__Exercise instructions__
Filtering the records below, copy only those lines that include the word "GeoQuery".

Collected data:

// Arrest Data Comparison - Web Server
// JSON API over the memoized pipeline

use axum::{
    extract::{Path, Query, State},
    http::StatusCode,
    response::{IntoResponse, Json, Response},
    routing::get,
    Router,
};
use serde::{Deserialize, Serialize};
use std::env;
use std::sync::Arc;
use tower_http::cors::CorsLayer;
use arrest_compare::{
    available_year_range, demographic_summary, filter_year_range, geo_view, temporal_summary,
    AlignedRecord, Category, City, ComparisonData, DemographicSummary, PipelineCache, PipelineConfig,
    TemporalSummary, COMMON_COLUMNS,
};

/// Shared application state
#[derive(Clone)]
struct AppState {
    cache: Arc<PipelineCache>,
    config: Arc<PipelineConfig>,
}

/// API Response wrapper
#[derive(Serialize)]
struct ApiResponse<T> {
    success: bool,
    data: T,
    #[serde(skip_serializing_if = "Option::is_none")]
    error: Option<String>,
}

impl<T> ApiResponse<T> {
    fn ok(data: T) -> Self {
        Self {
            success: true,
            data,
            error: None,
        }
    }
}

impl ApiResponse<()> {
    fn err(message: impl Into<String>) -> Self {
        Self {
            success: false,
            data: (),
            error: Some(message.into()),
        }
    }
}

fn error_response(status: StatusCode, message: impl Into<String>) -> Response {
    (status, Json(ApiResponse::err(message))).into_response()
}

/// Inclusive year-range selection, as the dashboard slider
#[derive(Debug, Deserialize)]
struct YearRangeQuery {
    from: Option<i32>,
    to: Option<i32>,
}

#[derive(Debug, Deserialize)]
struct GeoQuery {
    sample_frac: Option<f64>,
}

#[derive(Debug, Deserialize)]
struct PreviewQuery {
    rows: Option<usize>,
}

#[derive(Serialize)]
struct SummaryResponse {
    nypd_records: usize,
    lapd_records: usize,
    year_range: Option<(i32, i32)>,
    common_columns: Vec<&'static str>,
}

#[derive(Serialize)]
struct GeoResponse {
    city: City,
    title: &'static str,
    center: (f64, f64),
    plotted: usize,
    latitude: Vec<Option<f64>>,
    longitude: Vec<Option<f64>>,
    offense: Vec<Option<String>>,
    density: Option<Vec<f64>>,
}

#[derive(Serialize)]
struct PreviewResponse {
    nypd: Vec<AlignedRecord>,
    lapd: Vec<AlignedRecord>,
}

impl AppState {
    /// Memoized pipeline result. A cache miss runs the pipeline on the blocking pool.
    async fn data(&self) -> Result<Arc<ComparisonData>, Response> {
        let (cache, config) = (Arc::clone(&self.cache), Arc::clone(&self.config));
        let loaded = tokio::task::spawn_blocking(move || cache.get_or_load(&config))
            .await
            .unwrap_or_else(|e| {
                log::error!("Pipeline task failed: {}", e);
                None
            });
        loaded.ok_or_else(|| {
            error_response(
                StatusCode::SERVICE_UNAVAILABLE,
                "Failed to load data. Please check the data files.",
            )
        })
    }
}

/// Both sets narrowed to the requested years; unbounded sides use the available range
fn select_years(data: &ComparisonData, query: &YearRangeQuery) -> (Vec<AlignedRecord>, Vec<AlignedRecord>) {
    match (available_year_range(&data.nypd, &data.lapd), query.from, query.to) {
        (_, None, None) | (None, _, _) => (data.nypd.clone(), data.lapd.clone()),
        (Some((lo, hi)), from, to) => {
            let (from, to) = (from.unwrap_or(lo), to.unwrap_or(hi));
            (
                filter_year_range(&data.nypd, from, to),
                filter_year_range(&data.lapd, from, to),
            )
        }
    }
}

// ============================================================================
// API Handlers
// ============================================================================

/// GET /api/health - Health check
async fn health_check() -> impl IntoResponse {
    Json(ApiResponse::ok("OK"))
}

/// GET /api/summary - Record counts and year coverage
async fn get_summary(State(state): State<AppState>) -> Response {
    let data = match state.data().await {
        Ok(data) => data,
        Err(response) => return response,
    };

    let summary = SummaryResponse {
        nypd_records: data.nypd.len(),
        lapd_records: data.lapd.len(),
        year_range: available_year_range(&data.nypd, &data.lapd),
        common_columns: COMMON_COLUMNS.to_vec(),
    };
    (StatusCode::OK, Json(ApiResponse::ok(summary))).into_response()
}

/// GET /api/temporal?from=&to= - Year, month, weekday and day-of-month counts
async fn get_temporal(State(state): State<AppState>, Query(query): Query<YearRangeQuery>) -> Response {
    let data = match state.data().await {
        Ok(data) => data,
        Err(response) => return response,
    };

    let (nypd, lapd) = select_years(&data, &query);
    let temporal: TemporalSummary = temporal_summary(&nypd, &lapd);
    (StatusCode::OK, Json(ApiResponse::ok(temporal))).into_response()
}

/// GET /api/demographics?from=&to= - Percentage distributions per department
async fn get_demographics(
    State(state): State<AppState>,
    Query(query): Query<YearRangeQuery>,
) -> Response {
    let data = match state.data().await {
        Ok(data) => data,
        Err(response) => return response,
    };

    let (nypd, lapd) = select_years(&data, &query);
    let demographics: DemographicSummary = demographic_summary(&nypd, &lapd);
    (StatusCode::OK, Json(ApiResponse::ok(demographics))).into_response()
}

/// GET /api/geo/:city?sample_frac= - Sampled points with normalized density
async fn get_geo(
    State(state): State<AppState>,
    Path(city): Path<String>,
    Query(query): Query<GeoQuery>,
) -> Response {
    let city: City = match city.parse() {
        Ok(city) => city,
        Err(e) => return error_response(StatusCode::BAD_REQUEST, e.to_string()),
    };
    let data = match state.data().await {
        Ok(data) => data,
        Err(response) => return response,
    };

    let options = state.config.sampling(query.sample_frac);
    let view = match geo_view(&data, city, &options, state.config.min_density_points) {
        Ok(view) => view,
        Err(e) => {
            log::warn!("Geo view for {} failed: {}", city, e);
            return error_response(StatusCode::BAD_REQUEST, e.to_string());
        }
    };

    let response = GeoResponse {
        city,
        title: city.title(),
        center: city.bounds().center(),
        plotted: view.plotted,
        latitude: view.points.iter().map(|p| p.latitude).collect(),
        longitude: view.points.iter().map(|p| p.longitude).collect(),
        offense: view
            .points
            .iter()
            .map(|p| p.offense_std.map(|o| o.label().to_string()))
            .collect(),
        density: view.density.as_ref().map(|d| d.normalized.clone()),
    };
    (StatusCode::OK, Json(ApiResponse::ok(response))).into_response()
}

/// GET /api/preview?rows= - First rows of both aligned sets
async fn get_preview(State(state): State<AppState>, Query(query): Query<PreviewQuery>) -> Response {
    let data = match state.data().await {
        Ok(data) => data,
        Err(response) => return response,
    };

    let rows = query.rows.unwrap_or(5);
    let preview = PreviewResponse {
        nypd: data.nypd.iter().take(rows).cloned().collect(),
        lapd: data.lapd.iter().take(rows).cloned().collect(),
    };
    (StatusCode::OK, Json(ApiResponse::ok(preview))).into_response()
}

// ============================================================================
// Main Server
// ============================================================================

#[tokio::main]
async fn main() -> anyhow::Result<()> {
    env_logger::Builder::from_env(env_logger::Env::default().default_filter_or("info")).init();

    println!("🌐 Arrest Data Comparison - Web Server");
    println!("━━━━━━━━━━━━━━━━━━━━━━━━━━━━━━━━━━━━━━━━━");

    let args: Vec<String> = env::args().collect();
    let config = match args.iter().position(|a| a == "--config") {
        Some(i) => match args.get(i + 1) {
            Some(path) => PipelineConfig::from_file(std::path::Path::new(path))?,
            None => anyhow::bail!("--config requires a file path"),
        },
        None => PipelineConfig::default(),
    };

    let state = AppState {
        cache: Arc::new(PipelineCache::new()),
        config: Arc::new(config),
    };

    // Warm the cache so the first request does not pay for the pipeline
    match state.data().await {
        Ok(data) => println!("✓ Data loaded: NYPD {} / LAPD {}", data.nypd.len(), data.lapd.len()),
        Err(_) => eprintln!("❌ Failed to load data from {}", state.config.data_dir.display()),
    }

    // Build API routes
    let api_routes = Router::new()
        .route("/health", get(health_check))
        .route("/summary", get(get_summary))
        .route("/temporal", get(get_temporal))
        .route("/demographics", get(get_demographics))
        .route("/geo/:city", get(get_geo))
        .route("/preview", get(get_preview))
        .with_state(state.clone());

    let app = Router::new()
        .nest("/api", api_routes)
        .layer(CorsLayer::permissive());

    let addr = state.config.server_addr.clone();
    let listener = tokio::net::TcpListener::bind(&addr).await?;

    println!("\n🚀 Server running on http://{}", addr);
    println!("   API: http://{}/api/summary", addr);
    println!("\n   Press Ctrl+C to stop\n");

    axum::serve(listener, app).await?;
    Ok(())
}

__Response to the task__
struct GeoQuery {
    Query(query): Query<GeoQuery>,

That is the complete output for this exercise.